Case study

Trainee midwife — Jasmine Toynton

Jasmine is enjoying learning about all aspects of a woman's care during pregnancy and postnatal while studying BSc (Hons) Midwifery at Birmingham City University

Why did you decide to train to be a midwife?

I wanted to become a midwife because it's an opportunity to make a difference by giving choices to women from all socio-economic and cultural backgrounds. Midwifery is a vocation and a privilege.

Why did you choose this course and this institution?

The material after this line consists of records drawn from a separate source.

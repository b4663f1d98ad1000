//! Exact k-nearest-neighbor and range search over a built [`VPTree`].
//!
//! Both searches share one traversal. At each node the query's distance to
//! the vantage point `d` is compared against the threshold `mu` and the
//! current bound `tau`: the inner subtree can only hold a hit when
//! `d <= mu + tau`, the outer one only when `d >= mu - tau`. The side the
//! query falls on is visited first, and the test for the other side is
//! re-evaluated once that subtree is done, so a bound that tightened in the
//! meantime is taken into account.
use tracing::trace;

use crate::buffer::BoundedBuffer;
use crate::error::{Error, Result};
use crate::metric::{checked_distance, Metric};
use crate::point::Point;
use crate::vptree::{VPTree, ROOT};
use crate::Scalar;

/// Counters collected while answering one query.
#[derive(Debug, Clone, Copy, Default, PartialEq, Eq)]
pub struct SearchStats {
    /// Nodes whose vantage point was compared against the query.
    pub visited: usize,
}

/// The per-query state a traversal feeds candidates into.
trait Neighborhood<F> {
    /// Current pruning bound.
    fn tau(&self) -> F;

    /// Offer the node at `index`, at distance `d` from the query.
    fn consider(&mut self, d: F, index: usize);
}

struct Nearest<F> {
    hits: BoundedBuffer<F, usize>,
    tau: F,
}

impl<F: Scalar> Nearest<F> {
    fn new(k: usize) -> Self {
        Nearest {
            hits: BoundedBuffer::new(k),
            tau: F::infinity(),
        }
    }
}

impl<F: Scalar> Neighborhood<F> for Nearest<F> {
    fn tau(&self) -> F {
        self.tau
    }

    fn consider(&mut self, d: F, index: usize) {
        if d < self.tau {
            self.hits.push(d, index);
            self.tau = self.hits.peek_max().unwrap_or_else(F::infinity);
        }
    }
}

struct Within<F> {
    radius: F,
    hits: Vec<(F, usize)>,
}

impl<F: Scalar> Neighborhood<F> for Within<F> {
    fn tau(&self) -> F {
        self.radius
    }

    fn consider(&mut self, d: F, index: usize) {
        if d < self.radius {
            self.hits.push((d, index));
        }
    }
}

enum Step<F> {
    Visit(usize),
    /// Re-check the inner child of `node` once the outer side is done.
    Inner { node: usize, d: F },
    /// Re-check the outer child of `node` once the inner side is done.
    Outer { node: usize, d: F },
}

impl<F: Scalar, I, M: Metric<F>> VPTree<F, I, M> {
    fn check_query(&self, query: &[F]) -> Result<()> {
        if query.len() != self.dim {
            return Err(Error::DimensionMismatch {
                expected: self.dim,
                actual: query.len(),
            });
        }
        Ok(())
    }

    fn traverse<N: Neighborhood<F>>(&self, query: &[F], hood: &mut N) -> Result<SearchStats> {
        let mut stats = SearchStats::default();
        let mut stack = vec![Step::Visit(ROOT)];

        while let Some(step) = stack.pop() {
            match step {
                Step::Visit(idx) => {
                    let node = &self.nodes[idx];
                    let d = checked_distance(&self.metric, query, node.center.coords())?;
                    stats.visited += 1;
                    hood.consider(d, idx);

                    let mu = match node.mu {
                        Some(mu) => mu,
                        None => continue,
                    };
                    let tau = hood.tau();
                    if d < mu {
                        if node.outer.is_some() {
                            stack.push(Step::Outer { node: idx, d });
                        }
                        if let Some(inner) = node.inner {
                            if d <= mu + tau {
                                stack.push(Step::Visit(inner));
                            }
                        }
                    } else {
                        if node.inner.is_some() {
                            stack.push(Step::Inner { node: idx, d });
                        }
                        if let Some(outer) = node.outer {
                            if d >= mu - tau {
                                stack.push(Step::Visit(outer));
                            }
                        }
                    }
                }
                Step::Inner { node, d } => {
                    let node = &self.nodes[node];
                    if let (Some(mu), Some(inner)) = (node.mu, node.inner) {
                        if d <= mu + hood.tau() {
                            stack.push(Step::Visit(inner));
                        }
                    }
                }
                Step::Outer { node, d } => {
                    let node = &self.nodes[node];
                    if let (Some(mu), Some(outer)) = (node.mu, node.outer) {
                        if d >= mu - hood.tau() {
                            stack.push(Step::Visit(outer));
                        }
                    }
                }
            }
        }
        Ok(stats)
    }

    fn resolve(&self, hits: Vec<(F, usize)>) -> Vec<(F, &Point<F, I>)> {
        hits.into_iter()
            .map(|(d, idx)| (d, &self.nodes[idx].center))
            .collect()
    }

    /// Find the `k` points closest to `query`, ascending by distance.
    ///
    /// Returns `min(k, self.len())` pairs. Points at equal distance come
    /// back in no defined order.
    pub fn search_knn<Q>(&self, query: &Q, k: usize) -> Result<Vec<(F, &Point<F, I>)>>
    where
        Q: AsRef<[F]> + ?Sized,
    {
        self.search_knn_with_stats(query, k).map(|(hits, _)| hits)
    }

    pub fn search_knn_with_stats<Q>(
        &self,
        query: &Q,
        k: usize,
    ) -> Result<(Vec<(F, &Point<F, I>)>, SearchStats)>
    where
        Q: AsRef<[F]> + ?Sized,
    {
        let query = query.as_ref();
        if k == 0 {
            return Err(Error::InvalidQuery("k must be positive".to_string()));
        }
        self.check_query(query)?;

        let mut hood = Nearest::new(k);
        let stats = self.traverse(query, &mut hood)?;
        let hits = hood.hits.into_sorted_vec();
        trace!(k, visited = stats.visited, found = hits.len(), "knn search");
        Ok((self.resolve(hits), stats))
    }

    /// Find the single point closest to `query`.
    pub fn nearest_neighbor<Q>(&self, query: &Q) -> Result<(F, &Point<F, I>)>
    where
        Q: AsRef<[F]> + ?Sized,
    {
        let hits = self.search_knn(query, 1)?;
        // A tree is never empty and every finite distance beats the initial
        // unbounded `tau`, so a successful search always yields one hit.
        Ok(hits[0])
    }

    /// Find every point strictly closer than `radius` to `query`.
    ///
    /// Each match appears exactly once; the order is unspecified.
    pub fn search_range<Q>(&self, query: &Q, radius: F) -> Result<Vec<(F, &Point<F, I>)>>
    where
        Q: AsRef<[F]> + ?Sized,
    {
        self.search_range_with_stats(query, radius).map(|(hits, _)| hits)
    }

    pub fn search_range_with_stats<Q>(
        &self,
        query: &Q,
        radius: F,
    ) -> Result<(Vec<(F, &Point<F, I>)>, SearchStats)>
    where
        Q: AsRef<[F]> + ?Sized,
    {
        let query = query.as_ref();
        if radius.is_nan() || radius < F::zero() {
            return Err(Error::InvalidQuery(format!(
                "radius must be non-negative, got {}",
                radius
            )));
        }
        self.check_query(query)?;

        let mut hood = Within {
            radius,
            hits: Vec::new(),
        };
        let stats = self.traverse(query, &mut hood)?;
        trace!(%radius, visited = stats.visited, found = hood.hits.len(), "range search");
        Ok((self.resolve(hood.hits), stats))
    }
}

I chose Birmingham City University as in addition to the degree they provide extra qualifications - baby friendly initiative (BFI) and newborn infant physical examination (NIPE). When I attended my interview the staff were extremely welcoming and friendly and made me feel at ease. Students on the course also displayed enthusiasm for the university. Birmingham is a diverse city with people of all beliefs and cultures, which makes it a good base for learning how women from different cultures act during pregnancy, childbirth and the nurturing of their children.

Tell us about the course…

The course involves a mixture of placements, exams (written and practical), essays and lectures. Birmingham City University undertake block placements which are for five-week periods. This means that you don’t attend any lectures at university and just attend your allocated placement area. The year you're in shapes how many placement blocks you do and in which areas. For example in year one you do two five-week placements on delivery suite and community. This increases to four five-week blocks in year two in areas such as delivery suite, postnatal ward, antenatal ward/clinic and neonatal unit/gynaecology. Then in your third year you do four five-week stints in delivery suite/birth centre, community, postnatal ward and antenatal ward/clinic.

How are you funding your course?

I receive a loan from Student Finance England, which pays my tuition fees and provides me with a maintenance loan based on my household income.

What are the advantages of studying to be a midwife?

I get to learn about all aspects of a woman's care during pregnancy and postnatal, together with that of her baby. Midwifery is so much more than the safe delivery of babies. It is about the mother's general health and mental wellbeing, which will help her to nurture her child to the best of her abilities having received good advice and guidance from well-trained midwives. I also get great exposure to maternity services and worthwhile learning experiences on my placements.

What are the challenges?

  • Less social time with friends and family (due to shift working)
  • Lack of money as it is hard to work alongside doing your degree (not impossible though)
  • Physically and emotionally intense.

What do you hope to do when you graduate?

I hope to gain a job as a midwife within the trust I am currently training in. I hope this will then lead on to me becoming a specialist midwife (mental health/teenage pregnancy) or consultant midwife.

What areas of work could you go into as a result of your training?

  • Further education
  • Midwifey (continuity of care, hospital based or community based)
  • Further training to become a specialist midwife (e.g. mental health, teenage pregnancy, FGM etc.)
  • Private sector
  • Overseas opportunities.

What tips would you give to others considering a midwifery course?

  • It involves three years of hard work so you really need to consider if it's omething that you definitely want to do
  • Make sure you are organised and have good time management
  • Learn how to balance your social life with course/placement demands
  • Keep yourself healthy to help cope with coursework deadlines and the demands of long shifts
  • Within your busy schedule, make sure you factor in time for yourself.